*Data supplied*.
//! Append-only byte stores.
//!
//! Stores know nothing about frames or records; they offer positional
//! reads, appends, durability barriers and truncation. The journal, the
//! spill files and the backup files are all built on them.

use crate::error::{CoreError, CoreResult};
use parking_lot::{Mutex, RwLock};
use std::fs::{File, OpenOptions};
use std::io::{Read, Seek, SeekFrom, Write};
use std::path::{Path, PathBuf};

/// An opaque append-only byte store.
pub trait ByteStore: Send + Sync {
    /// Reads exactly `len` bytes at `offset`.
    fn read_at(&self, offset: u64, len: usize) -> CoreResult<Vec<u8>>;

    /// Appends `data` and returns the offset it was written at.
    fn append(&mut self, data: &[u8]) -> CoreResult<u64>;

    /// Pushes buffered writes to the operating system.
    fn flush(&mut self) -> CoreResult<()>;

    /// Forces written data to stable storage.
    fn sync(&mut self) -> CoreResult<()>;

    /// Current size in bytes.
    fn size(&self) -> CoreResult<u64>;

    /// Shrinks the store to `len` bytes.
    fn truncate(&mut self, len: u64) -> CoreResult<()>;
}

fn past_end(offset: u64, len: usize, size: u64) -> CoreError {
    CoreError::Io(std::io::Error::new(
        std::io::ErrorKind::UnexpectedEof,
        format!("read of {len} bytes at {offset} past end ({size})"),
    ))
}

/// Store kept entirely in memory.
#[derive(Debug, Default)]
pub struct MemoryStore {
    data: RwLock<Vec<u8>>,
}

impl MemoryStore {
    /// Creates an empty store.
    #[must_use]
    pub fn new() -> Self {
        Self::default()
    }

    /// Creates a store holding `data`, e.g. to replay a damaged journal.
    #[must_use]
    pub fn with_data(data: Vec<u8>) -> Self {
        Self {
            data: RwLock::new(data),
        }
    }

    /// Copy of the content.
    #[must_use]
    pub fn data(&self) -> Vec<u8> {
        self.data.read().clone()
    }
}

impl ByteStore for MemoryStore {
    fn read_at(&self, offset: u64, len: usize) -> CoreResult<Vec<u8>> {
        let data = self.data.read();
        let start = usize::try_from(offset).map_err(|_| past_end(offset, len, data.len() as u64))?;
        let end = start.saturating_add(len);
        if end > data.len() {
            return Err(past_end(offset, len, data.len() as u64));
        }
        Ok(data[start..end].to_vec())
    }

    fn append(&mut self, bytes: &[u8]) -> CoreResult<u64> {
        let mut data = self.data.write();
        let offset = data.len() as u64;
        data.extend_from_slice(bytes);
        Ok(offset)
    }

    fn flush(&mut self) -> CoreResult<()> {
        Ok(())
    }

    fn sync(&mut self) -> CoreResult<()> {
        Ok(())
    }

    fn size(&self) -> CoreResult<u64> {
        Ok(self.data.read().len() as u64)
    }

    fn truncate(&mut self, len: u64) -> CoreResult<()> {
        let mut data = self.data.write();
        let len = usize::try_from(len).unwrap_or(usize::MAX);
        if len > data.len() {
            return Err(CoreError::invalid_operation(format!(
                "cannot grow store from {} to {len} by truncation",
                data.len()
            )));
        }
        data.truncate(len);
        Ok(())
    }
}

/// Store backed by a single file.
#[derive(Debug)]
pub struct FileStore {
    path: PathBuf,
    file: Mutex<File>,
    size: u64,
}

impl FileStore {
    /// Opens or creates the file at `path`, creating parent directories.
    pub fn open(path: &Path) -> CoreResult<Self> {
        if let Some(parent) = path.parent() {
            std::fs::create_dir_all(parent)?;
        }
        let file = OpenOptions::new()
            .read(true)
            .write(true)
            .create(true)
            .truncate(false)
            .open(path)?;
        let size = file.metadata()?.len();
        Ok(Self {
            path: path.to_path_buf(),
            file: Mutex::new(file),
            size,
        })
    }

    /// Path of the underlying file.
    #[must_use]
    pub fn path(&self) -> &Path {
        &self.path
    }
}

impl ByteStore for FileStore {
    fn read_at(&self, offset: u64, len: usize) -> CoreResult<Vec<u8>> {
        if offset.saturating_add(len as u64) > self.size {
            return Err(past_end(offset, len, self.size));
        }
        let mut buffer = vec![0u8; len];
        if len > 0 {
            let mut file = self.file.lock();
            file.seek(SeekFrom::Start(offset))?;
            file.read_exact(&mut buffer)?;
        }
        Ok(buffer)
    }

    fn append(&mut self, data: &[u8]) -> CoreResult<u64> {
        let offset = self.size;
        if !data.is_empty() {
            let file = self.file.get_mut();
            file.seek(SeekFrom::End(0))?;
            file.write_all(data)?;
            self.size += data.len() as u64;
        }
        Ok(offset)
    }

    fn flush(&mut self) -> CoreResult<()> {
        self.file.get_mut().flush()?;
        Ok(())
    }

    fn sync(&mut self) -> CoreResult<()> {
        self.file.get_mut().sync_all()?;
        Ok(())
    }

    fn size(&self) -> CoreResult<u64> {
        Ok(self.size)
    }

    fn truncate(&mut self, len: u64) -> CoreResult<()> {
        if len > self.size {
            return Err(CoreError::invalid_operation(format!(
                "cannot grow {} from {} to {len} by truncation",
                self.path.display(),
                self.size
            )));
        }
        let file = self.file.get_mut();
        file.set_len(len)?;
        file.sync_all()?;
        self.size = len;
        Ok(())
    }
}

#[cfg(test)]
mod tests {
    use super::*;
    use tempfile::tempdir;

    fn exercise(store: &mut dyn ByteStore) {
        assert_eq!(store.append(b"hello").unwrap(), 0);
        assert_eq!(store.append(b" world").unwrap(), 5);
        assert_eq!(store.size().unwrap(), 11);
        assert_eq!(store.read_at(6, 5).unwrap(), b"world");
        assert!(store.read_at(8, 10).is_err());

        store.truncate(5).unwrap();
        assert_eq!(store.size().unwrap(), 5);
        assert!(store.truncate(50).is_err());
        store.flush().unwrap();
        store.sync().unwrap();
    }

    #[test]
    fn memory_store_contract() {
        let mut store = MemoryStore::new();
        exercise(&mut store);
        assert_eq!(store.data(), b"hello");
    }

    #[test]
    fn file_store_contract_and_persistence() {
        let dir = tempdir().unwrap();
        let path = dir.path().join("nested").join("data.bin");
        {
            let mut store = FileStore::open(&path).unwrap();
            exercise(&mut store);
        }
        let store = FileStore::open(&path).unwrap();
        assert_eq!(store.size().unwrap(), 5);
        assert_eq!(store.read_at(0, 5).unwrap(), b"hello");
        assert_eq!(store.path(), path.as_path());
    }
}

*How to complete this task*.
Would you give the listing again, word for word?

*Your solution*.
//! Append-only byte stores.
//!
//! Stores know nothing about frames or records; they offer positional
//! reads, appends, durability barriers and truncation. The journal, the
//! spill files and the backup files are all built on them.

use crate::error::{CoreError, CoreResult};
use parking_lot::{Mutex, RwLock};
use std::fs::{File, OpenOptions};
use std::io::{Read, Seek, SeekFrom, Write};
use std::path::{Path, PathBuf};

/// An opaque append-only byte store.
pub trait ByteStore: Send + Sync {
    /// Reads exactly `len` bytes at `offset`.
    fn read_at(&self, offset: u64, len: usize) -> CoreResult<Vec<u8>>;

    /// Appends `data` and returns the offset it was written at.
    fn append(&mut self, data: &[u8]) -> CoreResult<u64>;

    /// Pushes buffered writes to the operating system.
    fn flush(&mut self) -> CoreResult<()>;

    /// Forces written data to stable storage.
    fn sync(&mut self) -> CoreResult<()>;

    /// Current size in bytes.
    fn size(&self) -> CoreResult<u64>;

    /// Shrinks the store to `len` bytes.
    fn truncate(&mut self, len: u64) -> CoreResult<()>;
}

fn past_end(offset: u64, len: usize, size: u64) -> CoreError {
    CoreError::Io(std::io::Error::new(
        std::io::ErrorKind::UnexpectedEof,
        format!("read of {len} bytes at {offset} past end ({size})"),
    ))
}

/// Store kept entirely in memory.
#[derive(Debug, Default)]
pub struct MemoryStore {
    data: RwLock<Vec<u8>>,
}

impl MemoryStore {
    /// Creates an empty store.
    #[must_use]
    pub fn new() -> Self {
        Self::default()
    }

    /// Creates a store holding `data`, e.g. to replay a damaged journal.
    #[must_use]
    pub fn with_data(data: Vec<u8>) -> Self {
        Self {
            data: RwLock::new(data),
        }
    }

    /// Copy of the content.
    #[must_use]
    pub fn data(&self) -> Vec<u8> {
        self.data.read().clone()
    }
}

impl ByteStore for MemoryStore {
    fn read_at(&self, offset: u64, len: usize) -> CoreResult<Vec<u8>> {
        let data = self.data.read();
        let start = usize::try_from(offset).map_err(|_| past_end(offset, len, data.len() as u64))?;
        let end = start.saturating_add(len);
        if end > data.len() {
            return Err(past_end(offset, len, data.len() as u64));
        }
        Ok(data[start..end].to_vec())
    }

    fn append(&mut self, bytes: &[u8]) -> CoreResult<u64> {
        let mut data = self.data.write();
        let offset = data.len() as u64;
        data.extend_from_slice(bytes);
        Ok(offset)
    }

    fn flush(&mut self) -> CoreResult<()> {
        Ok(())
    }

    fn sync(&mut self) -> CoreResult<()> {
        Ok(())
    }

    fn size(&self) -> CoreResult<u64> {
        Ok(self.data.read().len() as u64)
    }

    fn truncate(&mut self, len: u64) -> CoreResult<()> {
        let mut data = self.data.write();
        let len = usize::try_from(len).unwrap_or(usize::MAX);
        if len > data.len() {
            return Err(CoreError::invalid_operation(format!(
                "cannot grow store from {} to {len} by truncation",
                data.len()
            )));
        }
        data.truncate(len);
        Ok(())
    }
}

/// Store backed by a single file.
#[derive(Debug)]
pub struct FileStore {
    path: PathBuf,
    file: Mutex<File>,
    size: u64,
}

impl FileStore {
    /// Opens or creates the file at `path`, creating parent directories.
    pub fn open(path: &Path) -> CoreResult<Self> {
        if let Some(parent) = path.parent() {
            std::fs::create_dir_all(parent)?;
        }
        let file = OpenOptions::new()
            .read(true)
            .write(true)
            .create(true)
            .truncate(false)
            .open(path)?;
        let size = file.metadata()?.len();
        Ok(Self {
            path: path.to_path_buf(),
            file: Mutex::new(file),
            size,
        })
    }

    /// Path of the underlying file.
    #[must_use]
    pub fn path(&self) -> &Path {
        &self.path
    }
}

impl ByteStore for FileStore {
    fn read_at(&self, offset: u64, len: usize) -> CoreResult<Vec<u8>> {
        if offset.saturating_add(len as u64) > self.size {
            return Err(past_end(offset, len, self.size));
        }
        let mut buffer = vec![0u8; len];
        if len > 0 {
            let mut file = self.file.lock();
            file.seek(SeekFrom::Start(offset))?;
            file.read_exact(&mut buffer)?;
        }
        Ok(buffer)
    }

    fn append(&mut self, data: &[u8]) -> CoreResult<u64> {
        let offset = self.size;
        if !data.is_empty() {
            let file = self.file.get_mut();
            file.seek(SeekFrom::End(0))?;
            file.write_all(data)?;
            self.size += data.len() as u64;
        }
        Ok(offset)
    }

    fn flush(&mut self) -> CoreResult<()> {
        self.file.get_mut().flush()?;
        Ok(())
    }

    fn sync(&mut self) -> CoreResult<()> {
        self.file.get_mut().sync_all()?;
        Ok(())
    }

    fn size(&self) -> CoreResult<u64> {
        Ok(self.size)
    }

    fn truncate(&mut self, len: u64) -> CoreResult<()> {
        if len > self.size {
            return Err(CoreError::invalid_operation(format!(
                "cannot grow {} from {} to {len} by truncation",
                self.path.display(),
                self.size
            )));
        }
        let file = self.file.get_mut();
        file.set_len(len)?;
        file.sync_all()?;
        self.size = len;
        Ok(())
    }
}

#[cfg(test)]
mod tests {
    use super::*;
    use tempfile::tempdir;

    fn exercise(store: &mut dyn ByteStore) {
        assert_eq!(store.append(b"hello").unwrap(), 0);
        assert_eq!(store.append(b" world").unwrap(), 5);
        assert_eq!(store.size().unwrap(), 11);
        assert_eq!(store.read_at(6, 5).unwrap(), b"world");
        assert!(store.read_at(8, 10).is_err());

        store.truncate(5).unwrap();
        assert_eq!(store.size().unwrap(), 5);
        assert!(store.truncate(50).is_err());
        store.flush().unwrap();
        store.sync().unwrap();
    }

    #[test]
    fn memory_store_contract() {
        let mut store = MemoryStore::new();
        exercise(&mut store);
        assert_eq!(store.data(), b"hello");
    }

    #[test]
    fn file_store_contract_and_persistence() {
        let dir = tempdir().unwrap();
        let path = dir.path().join("nested").join("data.bin");
        {
            let mut store = FileStore::open(&path).unwrap();
            exercise(&mut store);
        }
        let store = FileStore::open(&path).unwrap();
        assert_eq!(store.size().unwrap(), 5);
        assert_eq!(store.read_at(0, 5).unwrap(), b"hello");
        assert_eq!(store.path(), path.as_path());
    }
}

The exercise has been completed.